* **Problem to solve**:
In the records below, find the line with "pub struct CredentialStore" and the line with "new access token."; return exactly those lines and every line between them.

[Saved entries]

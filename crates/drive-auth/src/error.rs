//! Error types for credential lifecycle operations

/// Errors from credential lifecycle operations.
///
/// `NoCredential`, `AuthExchange`, and `Refresh` all mean the holder must
/// (re-)run the consent flow; `Http` covers transient transport failures
/// that are safe to retry; `Persistence` means the token file itself is
/// unreadable or unwritable and is fatal for this component.
#[derive(Debug, thiserror::Error)]
pub enum Error {
    #[error("no credential record persisted — complete the consent flow first")]
    NoCredential,

    #[error("authorization code exchange failed: {0}")]
    AuthExchange(String),

    #[error("token refresh failed: {0}")]
    Refresh(String),

    #[error("token file error: {0}")]
    Persistence(String),

    #[error("HTTP request failed: {0}")]
    Http(String),
}

impl Error {
    /// Whether this failure requires a new interactive consent flow, as
    /// opposed to a transient condition the caller may simply retry.
    pub fn requires_consent(&self) -> bool {
        matches!(
            self,
            Error::NoCredential | Error::AuthExchange(_) | Error::Refresh(_)
        )
    }
}

/// Result alias for credential operations.
pub type Result<T> = std::result::Result<T, Error>;
//! Shared types for the Drive archiver services

mod error;
mod secret;

pub use error::{Error, Result};
pub use secret::Secret;
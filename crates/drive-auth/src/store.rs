//! The credential store
//!
//! Owns the single credential record for the deployment: the in-memory copy,
//! the token file it is persisted to, and the HTTP client used against the
//! token endpoint. A tokio Mutex guards the record and is held across the
//! whole check-then-refresh sequence, so concurrent callers hitting an
//! expired record produce exactly one refresh-grant request — the rest wait
//! and observe the refreshed record. Duplicate refresh calls are not
//! guaranteed idempotent by all authorization servers and can invalidate
//! previously issued tokens.

use std::path::PathBuf;
use std::time::Duration;

use chrono::Utc;
use tokio::sync::Mutex;
use tracing::{debug, info};

use crate::config::OAuthConfig;
use crate::error::{Error, Result};
use crate::flow;
use crate::record::CredentialRecord;
use crate::token;

/// Thread-safe manager for the persisted credential record.
pub struct CredentialStore {
    config: OAuthConfig,
    path: PathBuf,
    client: reqwest::Client,
    record: Mutex<Option<CredentialRecord>>,
}

impl CredentialStore {
    /// Open the store, loading any record persisted at `path`.
    ///
    /// `timeout` bounds every token endpoint request — an unresponsive
    /// authorization server fails the call instead of hanging the caller.
    pub async fn open(config: OAuthConfig, path: PathBuf, timeout: Duration) -> Result<Self> {
        let client = reqwest::Client::builder()
            .timeout(timeout)
            .build()
            .map_err(|e| Error::Http(format!("building HTTP client: {e}")))?;

        let record = CredentialRecord::load(&path).await?;
        match &record {
            Some(r) => info!(path = %path.display(), expiry = ?r.expiry, "loaded credential record"),
            None => info!(path = %path.display(), "no credential record yet, consent flow required"),
        }

        Ok(Self {
            config,
            path,
            client,
            record: Mutex::new(record),
        })
    }

    /// The authorization URL for the consent flow. Pure — no side effects on
    /// persisted state.
    pub fn authorization_url(&self, state: &str) -> String {
        flow::build_authorization_url(&self.config, state)
    }

    /// Exchange an authorization code for tokens and persist the resulting
    /// record, overwriting any prior one. Returns the new access token.
    /// Nothing is persisted when the exchange fails.
    pub async fn exchange_code_for_token(&self, code: &str) -> Result<String> {
        let response = token::exchange_code(&self.client, &self.config, code).await?;

        let mut guard = self.record.lock().await;
        let record = CredentialRecord::from_exchange(&self.config, response, Utc::now().naive_utc());
        record.save(&self.path).await?;
        let access_token = record.access_token.clone();
        info!(expiry = ?record.expiry, "credential record created from code exchange");
        *guard = Some(record);
        Ok(access_token)
    }

    /// Produce a currently-valid access token.
    ///
    /// Serves the stored token without any network round-trip while
    /// `now_utc < expiry`; otherwise performs one refresh-grant exchange and
    /// serves the renewed token. Fails with `NoCredential` when nothing is
    /// persisted yet.
    pub async fn access_token(&self) -> Result<String> {
        let mut guard = self.record.lock().await;
        let Some(record) = guard.as_ref() else {
            return Err(Error::NoCredential);
        };

        if record.is_valid_at(Utc::now().naive_utc()) {
            debug!("stored token still valid, serving without refresh");
            return Ok(record.access_token.clone());
        }

        debug!("stored token expired, refreshing");
        let updated = self.refresh_record(record).await?;
        let access_token = updated.access_token.clone();
        *guard = Some(updated);
        Ok(access_token)
    }

    /// Force a refresh-grant exchange regardless of the stored expiry and
    /// return the updated record.
    pub async fn refresh(&self) -> Result<CredentialRecord> {
        let mut guard = self.record.lock().await;
        let Some(record) = guard.as_ref() else {
            return Err(Error::Refresh("no credential record to refresh".into()));
        };

        let updated = self.refresh_record(record).await?;
        *guard = Some(updated.clone());
        Ok(updated)
    }

    /// The composite read path: the persisted record when valid, a refreshed
    /// one when expired but refreshable.
    ///
    /// This deployment is headless — when consent is required the error is
    /// surfaced (`requires_consent()`) for the HTTP layer to report, rather
    /// than opening a browser and blocking on a local redirect.
    pub async fn get_or_create_credentials(&self) -> Result<CredentialRecord> {
        let mut guard = self.record.lock().await;
        match guard.as_ref() {
            None => Err(Error::NoCredential),
            Some(record) if record.is_valid_at(Utc::now().naive_utc()) => Ok(record.clone()),
            Some(record) => {
                let updated = self.refresh_record(record).await?;
                *guard = Some(updated.clone());
                Ok(updated)
            }
        }
    }

    /// Snapshot of the current record, if any. Used by health reporting.
    pub async fn current_record(&self) -> Option<CredentialRecord> {
        self.record.lock().await.clone()
    }

    /// Perform the refresh-grant exchange and persist the updated record.
    /// Callers hold the record lock; on any failure the persisted file is
    /// left untouched.
    async fn refresh_record(&self, record: &CredentialRecord) -> Result<CredentialRecord> {
        let refresh_token = record
            .refresh_token
            .as_deref()
            .filter(|t| !t.is_empty())
            .ok_or_else(|| {
                Error::Refresh("record has no refresh token — a new consent flow is required".into())
            })?;

        let response =
            token::refresh_grant(&self.client, &record.token_uri, &self.config, refresh_token)
                .await?;

        let updated = record.apply_refresh(response, Utc::now().naive_utc());
        updated.save(&self.path).await?;
        info!(expiry = ?updated.expiry, "credential record refreshed");
        Ok(updated)
    }
}
//! Prometheus metrics exposition
//!
//! Counters for the credential lifecycle, labelled by outcome:
//!
//! - `auth_token_requests_total` (counter): label `outcome`
//! - `auth_refresh_total` (counter): label `outcome`
//! - `auth_exchange_total` (counter): label `outcome`

use metrics_exporter_prometheus::{PrometheusBuilder, PrometheusHandle};

/// Install the Prometheus recorder and return a handle for rendering metrics.
///
/// The handle's `render()` method produces the Prometheus text exposition
/// format served on the `/metrics` endpoint.
pub fn install_recorder() -> PrometheusHandle {
    PrometheusBuilder::new()
        .install_recorder()
        .expect("failed to install Prometheus recorder")
}

/// Record a `/auth/token` request with its outcome
/// (`ok`, `consent_required`, or `error`).
pub fn record_token_request(outcome: &str) {
    metrics::counter!("auth_token_requests_total", "outcome" => outcome.to_string()).increment(1);
}

/// Record a refresh-grant attempt (`ok`, `rejected`, or `error`).
pub fn record_refresh(outcome: &str) {
    metrics::counter!("auth_refresh_total", "outcome" => outcome.to_string()).increment(1);
}

/// Record an authorization-code exchange (`ok` or `error`).
pub fn record_exchange(outcome: &str) {
    metrics::counter!("auth_exchange_total", "outcome" => outcome.to_string()).increment(1);
}
//! Test fixtures: an in-process fake authorization server
//!
//! Binds an axum router to an ephemeral localhost port and serves canned
//! token endpoint replies, counting every request so tests can assert on
//! exactly how many grant requests reached the wire.

use std::collections::HashMap;
use std::net::SocketAddr;
use std::sync::Arc;
use std::sync::atomic::{AtomicUsize, Ordering};

use axum::extract::State;
use axum::http::StatusCode;
use axum::response::IntoResponse;
use axum::routing::post;
use axum::{Form, Json, Router};
use tokio::sync::Mutex;

use crate::config::OAuthConfig;

struct Inner {
    hits: AtomicUsize,
    /// Served front to back; the final entry repeats forever.
    replies: Mutex<Vec<(u16, serde_json::Value)>>,
    last_form: Mutex<Option<HashMap<String, String>>>,
}

pub(crate) struct FakeAuthServer {
    addr: SocketAddr,
    inner: Arc<Inner>,
}

impl FakeAuthServer {
    pub(crate) async fn start(replies: Vec<(u16, serde_json::Value)>) -> Self {
        let inner = Arc::new(Inner {
            hits: AtomicUsize::new(0),
            replies: Mutex::new(replies),
            last_form: Mutex::new(None),
        });
        let app = Router::new()
            .route("/token", post(token_handler))
            .with_state(inner.clone());

        let listener = tokio::net::TcpListener::bind("127.0.0.1:0").await.unwrap();
        let addr = listener.local_addr().unwrap();
        tokio::spawn(async move {
            axum::serve(listener, app).await.unwrap();
        });

        Self { addr, inner }
    }

    pub(crate) fn token_uri(&self) -> String {
        format!("http://{}/token", self.addr)
    }

    /// Number of token endpoint requests received so far.
    pub(crate) fn hits(&self) -> usize {
        self.inner.hits.load(Ordering::SeqCst)
    }

    /// Form parameters of the most recent request.
    pub(crate) async fn last_form(&self) -> Option<HashMap<String, String>> {
        self.inner.last_form.lock().await.clone()
    }
}

async fn token_handler(
    State(inner): State<Arc<Inner>>,
    Form(params): Form<HashMap<String, String>>,
) -> impl IntoResponse {
    inner.hits.fetch_add(1, Ordering::SeqCst);
    *inner.last_form.lock().await = Some(params);

    let mut replies = inner.replies.lock().await;
    let (status, body) = if replies.len() > 1 {
        replies.remove(0)
    } else {
        replies
            .first()
            .cloned()
            .unwrap_or((500, serde_json::json!({"error": "no reply configured"})))
    };
    (
        StatusCode::from_u16(status).unwrap_or(StatusCode::INTERNAL_SERVER_ERROR),
        Json(body),
    )
}

/// A token endpoint JSON body in Google's response shape.
pub(crate) fn token_json(
    access_token: &str,
    refresh_token: Option<&str>,
    expires_in: u64,
) -> serde_json::Value {
    let mut body = serde_json::json!({
        "access_token": access_token,
        "expires_in": expires_in,
        "token_type": "Bearer",
        "scope": "https://www.googleapis.com/auth/drive",
    });
    if let Some(rt) = refresh_token {
        body["refresh_token"] = serde_json::Value::String(rt.into());
    }
    body
}

/// Client configuration pointing at a test token endpoint.
pub(crate) fn test_config(token_uri: &str) -> OAuthConfig {
    OAuthConfig {
        client_id: "client-123.apps.googleusercontent.com".into(),
        client_secret: "GOCSPX-test-secret".into(),
        auth_uri: "https://accounts.google.com/o/oauth2/auth".into(),
        token_uri: token_uri.into(),
        redirect_uri: "http://127.0.0.1:8001/auth/callback".into(),
        scopes: vec![
            "https://www.googleapis.com/auth/drive".into(),
            "https://www.googleapis.com/auth/drive.file".into(),
        ],
    }
}
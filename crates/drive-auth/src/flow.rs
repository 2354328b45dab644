//! Authorization-request URL construction
//!
//! Builds the consent URL the user opens in a browser. `access_type=offline`
//! requests a refresh token and `prompt=consent` forces the consent screen
//! even for a returning user — without it the authorization server omits the
//! refresh token on re-authorization and the store could never renew.

use base64::Engine;
use base64::engine::general_purpose::URL_SAFE_NO_PAD;
use rand::RngExt;

use crate::config::OAuthConfig;

/// Generate an opaque, unguessable `state` value for CSRF protection.
///
/// 32 random bytes as URL-safe base64 (no padding). The callback route must
/// see the same value back before exchanging the code.
pub fn generate_state() -> String {
    let mut bytes = [0u8; 32];
    rand::rng().fill(&mut bytes);
    URL_SAFE_NO_PAD.encode(bytes)
}

/// Build the full authorization URL with all required OAuth parameters.
///
/// No side effects on persisted state — the URL is returned as an opaque
/// string for the caller to hand to the user.
pub fn build_authorization_url(config: &OAuthConfig, state: &str) -> String {
    format!(
        "{}?client_id={}&redirect_uri={}&response_type=code&scope={}&access_type=offline&prompt=consent&include_granted_scopes=true&state={}",
        config.auth_uri,
        config.client_id,
        urlencoded(&config.redirect_uri),
        urlencoded(&config.scopes.join(" ")),
        state,
    )
}

/// Minimal URL encoding for parameter values.
/// Only encodes characters that would break URL parameter parsing.
fn urlencoded(s: &str) -> String {
    s.replace(' ', "%20")
        .replace(':', "%3A")
        .replace('/', "%2F")
}
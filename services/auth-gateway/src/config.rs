//! Configuration types and loading
//!
//! Config precedence: CLI args > env vars > config file > defaults.
//! The OAuth client secret is loaded from the OAUTH_CLIENT_SECRET env var or
//! client_secret_file, never stored in the TOML directly to avoid leaking
//! secrets.

use common::Secret;
use serde::Deserialize;
use std::net::SocketAddr;
use std::path::{Path, PathBuf};

/// Root configuration
#[derive(Debug, Deserialize)]
pub struct Config {
    pub server: ServerConfig,
    pub oauth: OAuthSection,
    pub storage: StorageConfig,
    pub drive: DriveConfig,
}

/// HTTP listener settings
#[derive(Debug, Deserialize)]
pub struct ServerConfig {
    pub listen_addr: SocketAddr,
    #[serde(default = "default_timeout")]
    pub timeout_secs: u64,
    #[serde(default = "default_max_connections")]
    pub max_connections: usize,
}

/// OAuth client identity and endpoints
#[derive(Debug, Deserialize)]
pub struct OAuthSection {
    pub client_id: String,
    #[serde(skip)]
    pub client_secret: Option<Secret<String>>,
    /// Path to a file containing the client secret (alternative to the
    /// OAUTH_CLIENT_SECRET env var)
    #[serde(default)]
    pub client_secret_file: Option<PathBuf>,
    #[serde(default = "default_auth_uri")]
    pub auth_uri: String,
    #[serde(default = "default_token_uri")]
    pub token_uri: String,
    /// Where the authorization server redirects with the code — must point
    /// back at this gateway's /auth/callback route
    pub redirect_uri: String,
    #[serde(default = "default_scopes")]
    pub scopes: Vec<String>,
}

/// Credential record persistence
#[derive(Debug, Deserialize)]
pub struct StorageConfig {
    pub token_path: PathBuf,
}

/// Folder identifiers handed to the transfer pipeline. Read once at startup;
/// the gateway only validates presence.
#[derive(Debug, Deserialize)]
pub struct DriveConfig {
    pub source_folder_id: String,
    pub destination_folder_id: String,
}

fn default_timeout() -> u64 {
    30
}

fn default_max_connections() -> usize {
    256
}

fn default_auth_uri() -> String {
    drive_auth::GOOGLE_AUTH_URI.into()
}

fn default_token_uri() -> String {
    drive_auth::GOOGLE_TOKEN_URI.into()
}

fn default_scopes() -> Vec<String> {
    drive_auth::DRIVE_SCOPES
        .iter()
        .map(|s| (*s).to_string())
        .collect()
}

impl Config {
    /// Load configuration from a TOML file, then overlay environment variables.
    ///
    /// Client secret resolution order:
    /// 1. OAUTH_CLIENT_SECRET env var
    /// 2. client_secret_file path from config
    pub fn load(path: &Path) -> common::Result<Self> {
        let contents = std::fs::read_to_string(path)?;
        let mut config: Config = toml::from_str(&contents)?;

        if config.server.timeout_secs == 0 {
            return Err(common::Error::Config(
                "timeout_secs must be greater than 0".into(),
            ));
        }

        if config.server.max_connections == 0 {
            return Err(common::Error::Config(
                "max_connections must be greater than 0".into(),
            ));
        }

        if !config.oauth.redirect_uri.starts_with("http://")
            && !config.oauth.redirect_uri.starts_with("https://")
        {
            return Err(common::Error::Config(format!(
                "redirect_uri must start with http:// or https://, got: {}",
                config.oauth.redirect_uri
            )));
        }

        if config.oauth.scopes.is_empty() {
            return Err(common::Error::Config(
                "at least one OAuth scope is required".into(),
            ));
        }

        if config.drive.source_folder_id.is_empty() || config.drive.destination_folder_id.is_empty()
        {
            return Err(common::Error::Config(
                "source_folder_id and destination_folder_id must be set".into(),
            ));
        }

        // Resolve client secret: env var takes precedence over file
        if let Ok(secret) = std::env::var("OAUTH_CLIENT_SECRET") {
            config.oauth.client_secret = Some(Secret::new(secret));
        } else if let Some(ref secret_file) = config.oauth.client_secret_file {
            let secret = std::fs::read_to_string(secret_file).map_err(|e| {
                common::Error::Config(format!(
                    "failed to read client_secret_file {}: {e}",
                    secret_file.display()
                ))
            })?;
            let secret = secret.trim().to_owned();
            if !secret.is_empty() {
                config.oauth.client_secret = Some(Secret::new(secret));
            }
        }

        if config.oauth.client_secret.is_none() {
            return Err(common::Error::Config(
                "no client secret — set OAUTH_CLIENT_SECRET or client_secret_file".into(),
            ));
        }

        Ok(config)
    }

    /// Resolve config file path from CLI arg or CONFIG_PATH env var.
    pub fn resolve_path(cli_path: Option<&str>) -> PathBuf {
        if let Some(p) = cli_path {
            return PathBuf::from(p);
        }
        if let Ok(p) = std::env::var("CONFIG_PATH") {
            return PathBuf::from(p);
        }
        PathBuf::from("drive-auth-gateway.toml")
    }

    /// The OAuth client configuration handed to the credential store.
    pub fn oauth_config(&self) -> drive_auth::OAuthConfig {
        drive_auth::OAuthConfig {
            client_id: self.oauth.client_id.clone(),
            client_secret: self
                .oauth
                .client_secret
                .as_ref()
                .map(|s| s.expose().clone())
                .unwrap_or_default(),
            auth_uri: self.oauth.auth_uri.clone(),
            token_uri: self.oauth.token_uri.clone(),
            redirect_uri: self.oauth.redirect_uri.clone(),
            scopes: self.oauth.scopes.clone(),
        }
    }
}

* **Output below**:
pub struct CredentialStore {
    config: OAuthConfig,
    path: PathBuf,
    client: reqwest::Client,
    record: Mutex<Option<CredentialRecord>>,
}

impl CredentialStore {
    /// Open the store, loading any record persisted at `path`.
    ///
    /// `timeout` bounds every token endpoint request — an unresponsive
    /// authorization server fails the call instead of hanging the caller.
    pub async fn open(config: OAuthConfig, path: PathBuf, timeout: Duration) -> Result<Self> {
        let client = reqwest::Client::builder()
            .timeout(timeout)
            .build()
            .map_err(|e| Error::Http(format!("building HTTP client: {e}")))?;

        let record = CredentialRecord::load(&path).await?;
        match &record {
            Some(r) => info!(path = %path.display(), expiry = ?r.expiry, "loaded credential record"),
            None => info!(path = %path.display(), "no credential record yet, consent flow required"),
        }

        Ok(Self {
            config,
            path,
            client,
            record: Mutex::new(record),
        })
    }

    /// The authorization URL for the consent flow. Pure — no side effects on
    /// persisted state.
    pub fn authorization_url(&self, state: &str) -> String {
        flow::build_authorization_url(&self.config, state)
    }

    /// Exchange an authorization code for tokens and persist the resulting
    /// record, overwriting any prior one. Returns the new access token.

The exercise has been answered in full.